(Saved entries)
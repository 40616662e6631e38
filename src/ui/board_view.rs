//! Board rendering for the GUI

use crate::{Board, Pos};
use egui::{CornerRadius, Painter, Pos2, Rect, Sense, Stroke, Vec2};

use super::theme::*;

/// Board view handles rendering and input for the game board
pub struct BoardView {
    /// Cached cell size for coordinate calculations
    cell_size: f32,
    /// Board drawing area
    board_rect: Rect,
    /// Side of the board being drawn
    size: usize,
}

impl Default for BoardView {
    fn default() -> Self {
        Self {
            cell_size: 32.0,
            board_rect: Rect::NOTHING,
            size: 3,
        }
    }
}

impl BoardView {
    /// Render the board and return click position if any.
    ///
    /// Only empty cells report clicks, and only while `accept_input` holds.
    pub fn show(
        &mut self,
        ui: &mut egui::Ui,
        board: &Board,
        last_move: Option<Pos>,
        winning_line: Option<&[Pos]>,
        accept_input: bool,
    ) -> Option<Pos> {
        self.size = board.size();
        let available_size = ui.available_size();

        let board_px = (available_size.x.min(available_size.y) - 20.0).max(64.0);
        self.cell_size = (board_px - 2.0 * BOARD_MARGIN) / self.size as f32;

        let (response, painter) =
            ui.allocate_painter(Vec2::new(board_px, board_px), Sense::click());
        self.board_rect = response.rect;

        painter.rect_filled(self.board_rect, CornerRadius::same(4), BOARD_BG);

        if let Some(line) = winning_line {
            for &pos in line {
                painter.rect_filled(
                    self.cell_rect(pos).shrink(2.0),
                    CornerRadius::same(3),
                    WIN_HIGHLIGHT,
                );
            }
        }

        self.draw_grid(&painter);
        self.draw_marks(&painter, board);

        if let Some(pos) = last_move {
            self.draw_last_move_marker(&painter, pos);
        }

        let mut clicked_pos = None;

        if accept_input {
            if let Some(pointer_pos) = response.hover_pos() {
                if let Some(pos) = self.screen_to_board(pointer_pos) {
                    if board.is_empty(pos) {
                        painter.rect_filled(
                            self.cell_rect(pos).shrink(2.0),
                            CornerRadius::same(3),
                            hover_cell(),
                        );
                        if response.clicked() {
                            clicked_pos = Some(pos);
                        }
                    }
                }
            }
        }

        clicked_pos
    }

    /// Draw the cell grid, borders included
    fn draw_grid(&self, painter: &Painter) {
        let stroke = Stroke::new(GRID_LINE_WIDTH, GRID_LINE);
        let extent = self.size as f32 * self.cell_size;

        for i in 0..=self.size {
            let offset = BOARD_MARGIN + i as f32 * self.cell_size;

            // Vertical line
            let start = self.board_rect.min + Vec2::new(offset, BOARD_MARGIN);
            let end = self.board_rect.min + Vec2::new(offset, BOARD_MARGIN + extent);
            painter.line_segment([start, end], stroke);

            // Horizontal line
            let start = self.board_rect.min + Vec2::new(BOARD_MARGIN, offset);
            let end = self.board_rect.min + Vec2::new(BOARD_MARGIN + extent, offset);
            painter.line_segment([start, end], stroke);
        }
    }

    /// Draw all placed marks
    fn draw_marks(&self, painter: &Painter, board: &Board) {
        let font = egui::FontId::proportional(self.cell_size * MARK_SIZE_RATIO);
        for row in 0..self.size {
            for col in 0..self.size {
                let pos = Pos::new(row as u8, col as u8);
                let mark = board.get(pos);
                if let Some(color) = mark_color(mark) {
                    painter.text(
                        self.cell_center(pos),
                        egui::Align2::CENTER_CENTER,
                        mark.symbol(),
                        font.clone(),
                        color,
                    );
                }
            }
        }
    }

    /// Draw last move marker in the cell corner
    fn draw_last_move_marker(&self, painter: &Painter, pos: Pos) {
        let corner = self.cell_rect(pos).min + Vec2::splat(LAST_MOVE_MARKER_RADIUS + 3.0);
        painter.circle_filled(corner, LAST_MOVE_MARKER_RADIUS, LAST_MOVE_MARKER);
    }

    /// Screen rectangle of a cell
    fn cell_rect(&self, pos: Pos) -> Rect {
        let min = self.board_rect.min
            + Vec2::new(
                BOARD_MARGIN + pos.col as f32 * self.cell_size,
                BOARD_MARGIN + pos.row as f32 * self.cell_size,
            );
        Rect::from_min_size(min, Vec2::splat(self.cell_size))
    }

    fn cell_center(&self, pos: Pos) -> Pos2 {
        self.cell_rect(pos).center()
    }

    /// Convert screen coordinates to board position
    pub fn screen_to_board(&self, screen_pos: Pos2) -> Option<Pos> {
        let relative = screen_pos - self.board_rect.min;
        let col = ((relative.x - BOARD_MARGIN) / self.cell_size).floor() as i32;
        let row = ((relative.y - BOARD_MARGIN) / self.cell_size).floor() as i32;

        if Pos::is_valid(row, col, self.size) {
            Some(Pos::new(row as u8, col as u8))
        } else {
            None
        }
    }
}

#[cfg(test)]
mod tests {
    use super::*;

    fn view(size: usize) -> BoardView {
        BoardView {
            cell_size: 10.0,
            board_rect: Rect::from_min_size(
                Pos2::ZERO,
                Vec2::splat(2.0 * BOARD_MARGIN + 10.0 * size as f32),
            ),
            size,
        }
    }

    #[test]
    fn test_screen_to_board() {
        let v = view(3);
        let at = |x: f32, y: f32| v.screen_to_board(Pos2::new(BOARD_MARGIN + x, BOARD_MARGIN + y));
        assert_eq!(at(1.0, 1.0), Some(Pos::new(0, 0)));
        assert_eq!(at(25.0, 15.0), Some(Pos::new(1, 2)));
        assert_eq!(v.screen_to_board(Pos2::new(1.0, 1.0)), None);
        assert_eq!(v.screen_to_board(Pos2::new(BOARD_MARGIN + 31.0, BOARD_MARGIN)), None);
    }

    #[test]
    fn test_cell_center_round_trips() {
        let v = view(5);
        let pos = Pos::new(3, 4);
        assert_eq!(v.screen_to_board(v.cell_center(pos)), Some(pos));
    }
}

- **DESCRIPTION OF THE TASK**: Lines from the one containing "#[cfg(test)]" to the last line above, both included: copy these exactly and write nothing else.

- **RESPONSE AREA**:
#[cfg(test)]
mod tests {
    use super::*;

    fn view(size: usize) -> BoardView {
        BoardView {
            cell_size: 10.0,
            board_rect: Rect::from_min_size(
                Pos2::ZERO,
                Vec2::splat(2.0 * BOARD_MARGIN + 10.0 * size as f32),
            ),
            size,
        }
    }

    #[test]
    fn test_screen_to_board() {
        let v = view(3);
        let at = |x: f32, y: f32| v.screen_to_board(Pos2::new(BOARD_MARGIN + x, BOARD_MARGIN + y));
        assert_eq!(at(1.0, 1.0), Some(Pos::new(0, 0)));
        assert_eq!(at(25.0, 15.0), Some(Pos::new(1, 2)));
        assert_eq!(v.screen_to_board(Pos2::new(1.0, 1.0)), None);
        assert_eq!(v.screen_to_board(Pos2::new(BOARD_MARGIN + 31.0, BOARD_MARGIN)), None);
    }

    #[test]
    fn test_cell_center_round_trips() {
        let v = view(5);
        let pos = Pos::new(3, 4);
        assert_eq!(v.screen_to_board(v.cell_center(pos)), Some(pos));
    }
}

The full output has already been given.